[DATA RECORDS]
== Segment start ==

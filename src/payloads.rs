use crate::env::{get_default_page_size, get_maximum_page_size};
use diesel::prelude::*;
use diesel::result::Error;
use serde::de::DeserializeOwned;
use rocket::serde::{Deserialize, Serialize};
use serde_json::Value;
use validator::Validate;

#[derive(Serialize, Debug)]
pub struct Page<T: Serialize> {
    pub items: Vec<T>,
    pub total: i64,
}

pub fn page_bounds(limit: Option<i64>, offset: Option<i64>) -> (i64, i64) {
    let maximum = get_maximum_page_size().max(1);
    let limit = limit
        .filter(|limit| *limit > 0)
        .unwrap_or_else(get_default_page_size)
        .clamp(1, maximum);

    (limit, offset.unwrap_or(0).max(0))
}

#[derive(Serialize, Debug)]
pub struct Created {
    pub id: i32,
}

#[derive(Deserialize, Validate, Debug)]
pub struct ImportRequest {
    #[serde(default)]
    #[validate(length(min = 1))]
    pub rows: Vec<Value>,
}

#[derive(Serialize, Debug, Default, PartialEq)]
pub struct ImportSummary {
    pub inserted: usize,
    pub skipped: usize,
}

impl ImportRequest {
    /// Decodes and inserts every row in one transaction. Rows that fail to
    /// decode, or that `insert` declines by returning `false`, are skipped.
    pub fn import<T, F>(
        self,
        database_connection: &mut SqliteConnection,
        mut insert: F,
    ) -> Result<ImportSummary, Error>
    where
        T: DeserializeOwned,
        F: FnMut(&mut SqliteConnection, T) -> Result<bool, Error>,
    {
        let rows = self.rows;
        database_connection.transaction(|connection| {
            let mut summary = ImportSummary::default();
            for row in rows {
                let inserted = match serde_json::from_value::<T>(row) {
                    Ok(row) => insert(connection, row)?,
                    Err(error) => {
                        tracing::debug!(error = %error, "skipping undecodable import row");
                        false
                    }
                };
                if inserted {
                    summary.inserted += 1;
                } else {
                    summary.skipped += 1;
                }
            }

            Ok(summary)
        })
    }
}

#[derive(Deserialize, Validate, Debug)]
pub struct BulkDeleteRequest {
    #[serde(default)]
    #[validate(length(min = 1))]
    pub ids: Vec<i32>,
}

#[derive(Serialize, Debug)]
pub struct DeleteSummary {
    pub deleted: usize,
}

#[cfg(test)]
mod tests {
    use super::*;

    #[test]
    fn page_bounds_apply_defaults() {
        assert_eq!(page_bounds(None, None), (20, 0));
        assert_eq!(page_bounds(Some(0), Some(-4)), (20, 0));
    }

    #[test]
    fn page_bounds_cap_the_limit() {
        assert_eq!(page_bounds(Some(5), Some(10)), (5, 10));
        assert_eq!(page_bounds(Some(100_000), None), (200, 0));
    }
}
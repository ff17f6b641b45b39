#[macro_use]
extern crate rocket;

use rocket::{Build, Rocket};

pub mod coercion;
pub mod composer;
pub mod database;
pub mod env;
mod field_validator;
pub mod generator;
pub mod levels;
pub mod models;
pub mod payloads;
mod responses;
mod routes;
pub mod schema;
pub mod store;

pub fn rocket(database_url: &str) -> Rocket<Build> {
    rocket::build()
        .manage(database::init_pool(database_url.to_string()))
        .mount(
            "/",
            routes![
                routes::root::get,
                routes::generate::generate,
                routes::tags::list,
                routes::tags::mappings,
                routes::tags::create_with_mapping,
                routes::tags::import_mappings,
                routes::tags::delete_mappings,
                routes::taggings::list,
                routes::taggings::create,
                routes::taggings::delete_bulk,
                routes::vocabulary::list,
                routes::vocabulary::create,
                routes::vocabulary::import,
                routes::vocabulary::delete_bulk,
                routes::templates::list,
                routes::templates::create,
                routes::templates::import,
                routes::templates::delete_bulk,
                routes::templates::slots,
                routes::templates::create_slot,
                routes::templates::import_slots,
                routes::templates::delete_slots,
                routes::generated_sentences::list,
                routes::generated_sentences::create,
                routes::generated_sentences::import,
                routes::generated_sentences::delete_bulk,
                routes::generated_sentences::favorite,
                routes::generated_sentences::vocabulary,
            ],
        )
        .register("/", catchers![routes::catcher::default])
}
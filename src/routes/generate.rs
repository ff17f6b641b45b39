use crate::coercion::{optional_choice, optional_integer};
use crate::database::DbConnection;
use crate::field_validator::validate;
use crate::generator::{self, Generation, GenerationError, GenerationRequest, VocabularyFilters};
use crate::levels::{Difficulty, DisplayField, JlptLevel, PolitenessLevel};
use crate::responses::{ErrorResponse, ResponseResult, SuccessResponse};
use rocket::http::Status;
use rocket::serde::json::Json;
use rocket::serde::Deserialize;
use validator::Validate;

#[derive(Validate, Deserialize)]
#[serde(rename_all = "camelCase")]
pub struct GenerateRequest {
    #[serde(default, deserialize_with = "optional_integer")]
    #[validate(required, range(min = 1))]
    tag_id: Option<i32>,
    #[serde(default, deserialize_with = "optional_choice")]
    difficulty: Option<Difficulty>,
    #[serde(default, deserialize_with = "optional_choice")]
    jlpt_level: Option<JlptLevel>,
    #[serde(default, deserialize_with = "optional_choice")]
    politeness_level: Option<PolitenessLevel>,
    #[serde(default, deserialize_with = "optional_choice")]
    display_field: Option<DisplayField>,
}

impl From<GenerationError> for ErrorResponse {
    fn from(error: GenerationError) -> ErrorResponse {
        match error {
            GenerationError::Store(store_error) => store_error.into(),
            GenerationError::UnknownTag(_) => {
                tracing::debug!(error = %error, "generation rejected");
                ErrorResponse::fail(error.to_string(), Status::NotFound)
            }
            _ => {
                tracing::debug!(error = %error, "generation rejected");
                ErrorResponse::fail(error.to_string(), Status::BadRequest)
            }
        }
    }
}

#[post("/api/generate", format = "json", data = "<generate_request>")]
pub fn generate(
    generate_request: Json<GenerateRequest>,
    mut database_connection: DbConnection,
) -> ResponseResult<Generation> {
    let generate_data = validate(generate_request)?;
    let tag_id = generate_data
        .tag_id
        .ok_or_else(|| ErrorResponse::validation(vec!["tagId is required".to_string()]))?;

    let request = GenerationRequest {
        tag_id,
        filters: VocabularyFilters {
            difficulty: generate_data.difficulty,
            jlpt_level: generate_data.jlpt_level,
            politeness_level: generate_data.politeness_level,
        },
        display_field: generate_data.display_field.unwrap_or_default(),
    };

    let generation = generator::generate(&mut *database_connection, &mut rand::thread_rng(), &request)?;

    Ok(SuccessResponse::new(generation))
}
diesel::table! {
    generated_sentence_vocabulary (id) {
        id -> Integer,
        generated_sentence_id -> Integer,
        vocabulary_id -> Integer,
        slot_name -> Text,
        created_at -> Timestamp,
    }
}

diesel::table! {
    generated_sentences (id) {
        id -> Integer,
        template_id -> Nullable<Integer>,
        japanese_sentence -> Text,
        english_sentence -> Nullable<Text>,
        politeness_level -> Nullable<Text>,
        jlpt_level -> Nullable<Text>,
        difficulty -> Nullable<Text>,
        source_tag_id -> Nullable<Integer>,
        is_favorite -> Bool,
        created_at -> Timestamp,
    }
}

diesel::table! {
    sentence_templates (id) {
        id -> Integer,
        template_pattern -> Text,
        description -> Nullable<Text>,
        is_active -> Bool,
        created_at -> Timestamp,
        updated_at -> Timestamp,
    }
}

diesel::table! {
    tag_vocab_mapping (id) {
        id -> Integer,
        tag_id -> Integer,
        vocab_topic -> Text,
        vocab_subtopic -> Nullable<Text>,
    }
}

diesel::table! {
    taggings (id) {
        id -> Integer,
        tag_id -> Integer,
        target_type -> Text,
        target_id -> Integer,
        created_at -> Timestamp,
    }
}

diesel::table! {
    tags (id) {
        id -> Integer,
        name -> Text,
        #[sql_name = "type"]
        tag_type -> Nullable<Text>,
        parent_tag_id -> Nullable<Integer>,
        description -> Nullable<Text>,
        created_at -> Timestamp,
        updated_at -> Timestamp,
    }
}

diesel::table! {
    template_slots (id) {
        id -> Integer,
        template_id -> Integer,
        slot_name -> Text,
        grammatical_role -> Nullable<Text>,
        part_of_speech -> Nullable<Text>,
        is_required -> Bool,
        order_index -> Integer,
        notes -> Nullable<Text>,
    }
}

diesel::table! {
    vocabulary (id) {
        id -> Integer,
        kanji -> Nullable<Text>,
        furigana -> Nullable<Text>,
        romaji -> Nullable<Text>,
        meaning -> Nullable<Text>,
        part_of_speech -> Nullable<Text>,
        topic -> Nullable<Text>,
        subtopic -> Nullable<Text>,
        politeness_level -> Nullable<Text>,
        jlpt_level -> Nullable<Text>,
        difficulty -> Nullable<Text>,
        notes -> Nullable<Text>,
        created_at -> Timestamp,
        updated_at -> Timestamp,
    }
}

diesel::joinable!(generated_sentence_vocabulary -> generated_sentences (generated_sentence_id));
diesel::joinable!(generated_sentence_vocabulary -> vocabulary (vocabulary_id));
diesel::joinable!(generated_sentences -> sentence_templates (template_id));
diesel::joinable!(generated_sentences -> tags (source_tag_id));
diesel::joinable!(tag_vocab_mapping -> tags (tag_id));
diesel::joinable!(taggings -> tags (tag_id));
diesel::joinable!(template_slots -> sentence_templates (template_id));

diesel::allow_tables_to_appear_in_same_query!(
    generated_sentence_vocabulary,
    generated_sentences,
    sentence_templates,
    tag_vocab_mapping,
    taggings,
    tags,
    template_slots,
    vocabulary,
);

== Segment end ==

[TASK BRIEF] Nothing but a number should be given: the count of lines in the data above with the word "DeserializeOwned".

[OUTPUT FOR THIS TASK] 2